Muitos outros igualmente comemoram suas efemérides. Sim e...? Que resultados
concretos trouxeram? Nenhum, nada, zero, traço, nem fumaça fizeram. Esse amigo
disse que seu grupo "estava sem atividade por falta de casuística
ufológica". Emblemático, não? Não
havendo disco voador na praça, pesquisar o quê? Nosso extraterrestre
no divã deve estar mesmo com uma tremenda dor de cabeça. Ninguém o vê mesmo om
todas aquelas peripécias.
É isso que
venho tentando mostrar todos esses anos. É isso que as pessoas, e os
ufólogos em particular, ainda não entenderam. O ufólogo não pesquisa o disco voador, ele apenas documenta quem alega ter
visto um. Da mesma forma, o pesquisador do paranormal também não investiga
o 'fantasma', mas o sujeito que diz tê-lo visto. Nenhum deles tem o objeto da
pesquisa porque tal objeto não existe! Por que é tão difícil entender
isso? A esmagadora maioria dos que participam dessas sociedades e centros de
pesquisa é formada por crédulos e entusiastas, que estão lá para colecionar
fotos de discos voadores como "prova definitiva" de sua existência.
Se não houver fotos, casos ou "contatos", não terão o que fazer! Suas
salas e ‘garagens’ ficarão às moscas. Não é incrível?

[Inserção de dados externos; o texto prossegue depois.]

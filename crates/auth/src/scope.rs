//! Tenant scope checks.
//!
//! Walking reference chains to find the owning organization needs storage and
//! lives in the gateway; this module only decides visibility once the owner
//! is known.

use serde::Serialize;

use forgetrack_core::{OrganizationId, UserId};

use crate::{AuthzError, DenialKind, Principal, ResourceKind};

/// Facts about a target resource needed for an authorization decision.
#[derive(Debug, Copy, Clone, PartialEq, Eq, Serialize)]
pub struct ResolvedResource {
    pub kind: ResourceKind,
    /// Owning organization; `None` for platform-level targets.
    pub organization_id: Option<OrganizationId>,
    /// Author of the resource, for kinds that carry one (comments).
    pub author_id: Option<UserId>,
}

impl ResolvedResource {
    pub fn platform() -> Self {
        Self {
            kind: ResourceKind::Platform,
            organization_id: None,
            author_id: None,
        }
    }

    pub fn owned_by(kind: ResourceKind, organization_id: OrganizationId) -> Self {
        Self {
            kind,
            organization_id: Some(organization_id),
            author_id: None,
        }
    }

    pub fn with_author(mut self, author_id: UserId) -> Self {
        self.author_id = Some(author_id);
        self
    }
}

/// Super-admins see everything; everyone else only their own organization.
pub fn in_scope(principal: &Principal, owning_organization: Option<OrganizationId>) -> bool {
    if principal.is_super_admin() {
        return true;
    }
    match (principal.organization_id, owning_organization) {
        (Some(own), Some(owner)) => own == owner,
        _ => false,
    }
}

/// Scope check with the denial shape applied.
///
/// Identity-sensitive kinds (and platform targets) answer `NotFound`; kinds
/// reached through a project hierarchy answer `Forbidden` with a message.
pub fn check_scope(principal: &Principal, resource: &ResolvedResource) -> Result<(), AuthzError> {
    if in_scope(principal, resource.organization_id) {
        return Ok(());
    }
    if resource.kind.is_identity_sensitive() || resource.organization_id.is_none() {
        return Err(AuthzError::NotFound);
    }
    Err(AuthzError::Forbidden {
        reason: DenialKind::TenantMismatch,
        message: format!(
            "this {} belongs to another organization",
            resource.kind.as_str()
        ),
    })
}

#[cfg(test)]
mod tests {
    use super::*;
    use crate::Role;

    fn principal(role: Role, org: Option<OrganizationId>) -> Principal {
        Principal {
            id: UserId::new(),
            organization_id: org,
            role,
            active: true,
        }
    }

    #[test]
    fn super_admin_is_always_in_scope() {
        let sa = principal(Role::SuperAdmin, None);
        assert!(in_scope(&sa, Some(OrganizationId::new())));
        assert!(in_scope(&sa, None));
    }

    #[test]
    fn members_see_only_their_organization() {
        let org = OrganizationId::new();
        let p = principal(Role::Admin, Some(org));
        assert!(in_scope(&p, Some(org)));
        assert!(!in_scope(&p, Some(OrganizationId::new())));
        assert!(!in_scope(&p, None));
    }

    #[test]
    fn cross_tenant_workflow_is_not_found() {
        let p = principal(Role::Admin, Some(OrganizationId::new()));
        let wf = ResolvedResource::owned_by(ResourceKind::Workflow, OrganizationId::new());
        assert_eq!(check_scope(&p, &wf), Err(AuthzError::NotFound));
    }

    #[test]
    fn cross_tenant_ticket_is_forbidden() {
        let p = principal(Role::Admin, Some(OrganizationId::new()));
        let ticket = ResolvedResource::owned_by(ResourceKind::Ticket, OrganizationId::new());
        match check_scope(&p, &ticket) {
            Err(AuthzError::Forbidden { reason, message }) => {
                assert_eq!(reason, DenialKind::TenantMismatch);
                assert!(message.contains("ticket"));
            }
            other => panic!("expected Forbidden, got {other:?}"),
        }
    }
}
use serde::Serialize;
use thiserror::Error;

use forgetrack_core::{OrganizationId, UserId};

use crate::scope::{ResolvedResource, check_scope};
use crate::{GrantTable, Operation, Principal, Role};

/// Why an in-scope or visible request was refused.
#[derive(Debug, Copy, Clone, PartialEq, Eq, Serialize)]
#[serde(rename_all = "snake_case")]
pub enum DenialKind {
    /// The resource sits in another organization's project hierarchy.
    TenantMismatch,
    /// An ownership rule restricts the operation to the resource's author.
    NotOwner,
    /// The principal has been deactivated.
    Inactive,
}

#[derive(Debug, Error, Clone, PartialEq, Eq)]
pub enum AuthzError {
    #[error("not found")]
    NotFound,

    #[error("forbidden: {message}")]
    Forbidden { reason: DenialKind, message: String },

    #[error("role '{role}' may not perform '{operation}'")]
    InsufficientRole { role: Role, operation: Operation },
}

impl AuthzError {
    /// Short machine-readable code.
    pub fn code(&self) -> &'static str {
        match self {
            AuthzError::NotFound => "not_found",
            AuthzError::Forbidden {
                reason: DenialKind::TenantMismatch,
                ..
            } => "tenant_mismatch",
            AuthzError::Forbidden {
                reason: DenialKind::NotOwner,
                ..
            } => "not_owner",
            AuthzError::Forbidden {
                reason: DenialKind::Inactive,
                ..
            } => "inactive",
            AuthzError::InsufficientRole { .. } => "insufficient_role",
        }
    }
}

/// Ownership restriction layered on top of a role grant.
#[derive(Debug, Copy, Clone, PartialEq, Eq, Serialize)]
#[serde(rename_all = "snake_case")]
pub enum OwnershipRule {
    /// Only the author may act.
    AuthorOnly,
    /// The author, or an admin/super-admin, may act.
    AuthorOrAdmin,
}

impl OwnershipRule {
    pub fn for_operation(operation: Operation) -> Option<Self> {
        match operation {
            Operation::CommentUpdate => Some(OwnershipRule::AuthorOnly),
            Operation::CommentDelete => Some(OwnershipRule::AuthorOrAdmin),
            _ => None,
        }
    }

    pub fn permits(&self, principal: &Principal, author_id: Option<UserId>) -> bool {
        let is_author = author_id == Some(principal.id);
        match self {
            OwnershipRule::AuthorOnly => is_author,
            OwnershipRule::AuthorOrAdmin => {
                is_author || matches!(principal.role, Role::Admin | Role::SuperAdmin)
            }
        }
    }
}

/// Authorize `operation` on `resource` with the standard grant table.
///
/// Checks run in a fixed order and stop at the first failure: role grant,
/// tenant scope, ownership.
pub fn authorize(
    principal: &Principal,
    operation: Operation,
    resource: &ResolvedResource,
) -> Result<(), AuthzError> {
    authorize_with(GrantTable::standard(), principal, operation, resource)
}

pub fn authorize_with(
    table: &GrantTable,
    principal: &Principal,
    operation: Operation,
    resource: &ResolvedResource,
) -> Result<(), AuthzError> {
    check_grant(table, principal, operation)?;
    check_scope(principal, resource)?;

    if let Some(rule) = OwnershipRule::for_operation(operation) {
        if !rule.permits(principal, resource.author_id) {
            let message = match rule {
                OwnershipRule::AuthorOnly => {
                    format!("only the author may perform '{operation}'")
                }
                OwnershipRule::AuthorOrAdmin => {
                    format!("only the author or an admin may perform '{operation}'")
                }
            };
            return Err(AuthzError::Forbidden {
                reason: DenialKind::NotOwner,
                message,
            });
        }
    }

    Ok(())
}

/// The resource-independent half of [`authorize_with`]: the principal is
/// active and its role is granted `operation`.
///
/// Callers that must look the target up run this first, so the answer for
/// an unauthorized role never depends on whether the target exists.
pub fn check_grant(
    table: &GrantTable,
    principal: &Principal,
    operation: Operation,
) -> Result<(), AuthzError> {
    if !principal.active {
        return Err(AuthzError::Forbidden {
            reason: DenialKind::Inactive,
            message: "user is deactivated".to_string(),
        });
    }

    if !table.is_allowed(principal.role, operation) {
        return Err(AuthzError::InsufficientRole {
            role: principal.role,
            operation,
        });
    }

    Ok(())
}

// ─────────────────────────────────────────────────────────────────────────────
// Authorization Explanation (Audit Trail)
// ─────────────────────────────────────────────────────────────────────────────

/// Detailed explanation of an authorization decision.
#[derive(Debug, Clone, Serialize)]
pub struct AuthorizationExplanation {
    pub operation: Operation,
    pub granted: bool,
    pub reason: String,
    pub principal: PrincipalState,
    /// Roles the grant table allows for this operation.
    pub granting_roles: Vec<Role>,
    pub ownership_rule: Option<OwnershipRule>,
    pub denial_reason: Option<DenialReason>,
}

#[derive(Debug, Clone, Serialize)]
pub struct PrincipalState {
    pub principal_id: UserId,
    pub organization_id: Option<OrganizationId>,
    pub role: Role,
    pub active: bool,
}

#[derive(Debug, Clone, Serialize)]
pub struct DenialReason {
    pub code: &'static str,
    pub message: String,
    pub suggestions: Vec<String>,
}

/// Explain why `authorize` would allow or deny this request.
///
/// A concealed cross-tenant lookup is explained as not-found, exactly as the
/// caller would see it.
pub fn explain(
    principal: &Principal,
    operation: Operation,
    resource: &ResolvedResource,
) -> AuthorizationExplanation {
    let decision = authorize_with(GrantTable::standard(), principal, operation, resource);
    explain_decision(principal, operation, decision)
}

/// Explanation for a decision the caller has already made, e.g. a target
/// that could not be resolved and is reported as not found.
pub fn explain_decision(
    principal: &Principal,
    operation: Operation,
    decision: Result<(), AuthzError>,
) -> AuthorizationExplanation {
    let granting_roles = GrantTable::standard().roles_for(operation).to_vec();

    let state = PrincipalState {
        principal_id: principal.id,
        organization_id: principal.organization_id,
        role: principal.role,
        active: principal.active,
    };

    let (granted, reason, denial_reason) = match decision {
        Ok(()) => (
            true,
            format!("role '{}' is granted '{operation}'", principal.role),
            None,
        ),
        Err(err) => {
            let suggestions = suggestions_for(&err, &granting_roles);
            (
                false,
                err.to_string(),
                Some(DenialReason {
                    code: err.code(),
                    message: err.to_string(),
                    suggestions,
                }),
            )
        }
    };

    AuthorizationExplanation {
        operation,
        granted,
        reason,
        principal: state,
        granting_roles,
        ownership_rule: OwnershipRule::for_operation(operation),
        denial_reason,
    }
}

fn suggestions_for(err: &AuthzError, granting_roles: &[Role]) -> Vec<String> {
    match err {
        AuthzError::InsufficientRole { operation, .. } if granting_roles.is_empty() => {
            vec![format!("'{operation}' is not granted to any role")]
        }
        AuthzError::InsufficientRole { .. } => {
            let roles: Vec<&str> = granting_roles.iter().map(Role::as_str).collect();
            vec![format!("assign one of: {}", roles.join(", "))]
        }
        AuthzError::Forbidden {
            reason: DenialKind::NotOwner,
            ..
        } => vec!["ask the author to perform this change".to_string()],
        AuthzError::Forbidden {
            reason: DenialKind::Inactive,
            ..
        } => vec!["reactivate the user".to_string()],
        AuthzError::Forbidden { .. } | AuthzError::NotFound => Vec::new(),
    }
}

#[cfg(test)]
mod tests {
    use super::*;
    use crate::ResourceKind;

    fn member(role: Role, org: OrganizationId) -> Principal {
        Principal {
            id: UserId::new(),
            organization_id: Some(org),
            role,
            active: true,
        }
    }

    fn comment(org: OrganizationId, author: UserId) -> ResolvedResource {
        ResolvedResource::owned_by(ResourceKind::Comment, org).with_author(author)
    }

    #[test]
    fn writer_cannot_delete_someone_elses_comment() {
        let org = OrganizationId::new();
        let writer = member(Role::WriteAccess, org);
        let err = authorize(&writer, Operation::CommentDelete, &comment(org, UserId::new()))
            .unwrap_err();
        assert!(matches!(
            err,
            AuthzError::Forbidden {
                reason: DenialKind::NotOwner,
                ..
            }
        ));
    }

    #[test]
    fn writer_can_delete_own_comment() {
        let org = OrganizationId::new();
        let writer = member(Role::WriteAccess, org);
        authorize(&writer, Operation::CommentDelete, &comment(org, writer.id)).unwrap();
    }

    #[test]
    fn admin_can_delete_but_not_edit_others_comments() {
        let org = OrganizationId::new();
        let admin = member(Role::Admin, org);
        let c = comment(org, UserId::new());
        authorize(&admin, Operation::CommentDelete, &c).unwrap();
        assert!(matches!(
            authorize(&admin, Operation::CommentUpdate, &c),
            Err(AuthzError::Forbidden {
                reason: DenialKind::NotOwner,
                ..
            })
        ));
    }

    #[test]
    fn project_manager_cannot_delete_others_comments() {
        let org = OrganizationId::new();
        let pm = member(Role::ProjectManager, org);
        assert!(authorize(&pm, Operation::CommentDelete, &comment(org, UserId::new())).is_err());
    }

    #[test]
    fn role_check_runs_before_scope_check() {
        let reader = member(Role::ReadAccess, OrganizationId::new());
        let foreign = ResolvedResource::owned_by(ResourceKind::Ticket, OrganizationId::new());
        assert_eq!(
            authorize(&reader, Operation::TicketDelete, &foreign),
            Err(AuthzError::InsufficientRole {
                role: Role::ReadAccess,
                operation: Operation::TicketDelete,
            })
        );
    }

    #[test]
    fn scope_check_runs_before_ownership_check() {
        let writer = member(Role::WriteAccess, OrganizationId::new());
        let foreign = comment(OrganizationId::new(), writer.id);
        assert!(matches!(
            authorize(&writer, Operation::CommentUpdate, &foreign),
            Err(AuthzError::Forbidden {
                reason: DenialKind::TenantMismatch,
                ..
            })
        ));
    }

    #[test]
    fn inactive_principal_is_refused() {
        let org = OrganizationId::new();
        let mut admin = member(Role::Admin, org);
        admin.active = false;
        let res = ResolvedResource::owned_by(ResourceKind::Project, org);
        assert_eq!(
            authorize(&admin, Operation::ProjectRead, &res).unwrap_err().code(),
            "inactive"
        );
    }

    #[test]
    fn grant_check_agrees_with_full_check_on_role_denials() {
        let org = OrganizationId::new();
        let reader = member(Role::ReadAccess, org);
        let foreign = ResolvedResource::owned_by(ResourceKind::Workflow, OrganizationId::new());

        let grant = check_grant(GrantTable::standard(), &reader, Operation::WorkflowDelete);
        assert_eq!(grant, authorize(&reader, Operation::WorkflowDelete, &foreign));
        assert!(check_grant(GrantTable::standard(), &reader, Operation::WorkflowRead).is_ok());
    }

    #[test]
    fn platform_operations_are_super_admin_only() {
        let sa = Principal {
            id: UserId::new(),
            organization_id: None,
            role: Role::SuperAdmin,
            active: true,
        };
        authorize(&sa, Operation::OrganizationCreate, &ResolvedResource::platform()).unwrap();

        let admin = member(Role::Admin, OrganizationId::new());
        assert!(matches!(
            authorize(&admin, Operation::OrganizationCreate, &ResolvedResource::platform()),
            Err(AuthzError::InsufficientRole { .. })
        ));
    }

    #[test]
    fn explanation_lists_granting_roles_on_denial() {
        let org = OrganizationId::new();
        let pm = member(Role::ProjectManager, org);
        let ticket = ResolvedResource::owned_by(ResourceKind::Ticket, org);
        let explanation = explain(&pm, Operation::TicketDelete, &ticket);

        assert!(!explanation.granted);
        assert_eq!(explanation.granting_roles, vec![Role::SuperAdmin, Role::Admin]);
        let denial = explanation.denial_reason.unwrap();
        assert_eq!(denial.code, "insufficient_role");
        assert_eq!(denial.suggestions, vec!["assign one of: super_admin, admin"]);
    }

    #[test]
    fn explanation_serializes() {
        let org = OrganizationId::new();
        let writer = member(Role::WriteAccess, org);
        let explanation = explain(&writer, Operation::CommentUpdate, &comment(org, writer.id));
        let json = serde_json::to_value(&explanation).unwrap();
        assert_eq!(json["granted"], true);
        assert_eq!(json["operation"], "comment.update");
        assert_eq!(json["ownership_rule"], "author_only");
    }
}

E não vamos esquecer aqueles que estão
convencidos de que os ETs não se mostram abertamente para "não causar
pânico na população", ou porque "uma revelação dessas acabaria com as
instituições religiosas" e coisas do tipo. Pela mesma razão, afirmam que
governos e Vaticano sabem, mas escondem toda a verdade sobre eles. Devo
informar que quem defende tal “teoria da conspiração” não faz a menor ideia do
que está dizendo, vivendo num mundo de ilusão e da mais fantasiosa ficção. São
eles que deveriam ir para o divã.
Agora, imagine se nos próximos anos a
casuística minguar de vez, se os discos voadores nunca mais retornarem ao
planeta, o que será desse pessoal? Sugestão: Que tal ler um pouco mais, estudar
um pouco mais, pensar um
pouco mais? Poucas coisas libertam tanto quanto o conhecimento, ele faz a
diferença entre a vida e a morte, entre a ação e a paralisia, entre a autonomia
e a servidão.
Já me perguntaram o que fazer para ser um
ufólogo. Difícil responder. Se eu indicar seguir o caminho que fiz, levará anos
para chegar aonde cheguei, e o que as pessoas querem é o prato pronto, tipo
leia isto ou faça aquilo e você será um ufólogo. Não é assim que funciona, não
há fórmulas nem regras, não é receita de bolo. Ler de tudo um pouco é
fundamental, mas não suficiente. No ritmo alucinante em que vivemos, paciência
e dedicação estão fora do mapa. Só funcionam se o objetivo é olímpico, e olhe
lá.
Vejo a Ufologia com os dias contados, em
franco declínio, ao menos essa que
aí está: canhestra, paleolítica, paralítica, falaciosa, idiotizante, com elevado
grau de demência. Exagero? Pois não é que um parlamentar siderado vindo sabe-se
lá de que planeta apresentou uma proposta para regulamentar a
"profissão" de ufólogo? É caso para psiquiatria. Sei que minhas
palavras não surtirão nenhum efeito e se perderão no vazio. Sei que muitos
darão de ombros e seguirão em frente, impassíveis. Sei, por fim, que nenhum
grupo fechará suas portas porque são eles que
precisam justificar sua existência, senão, quem notará que existem?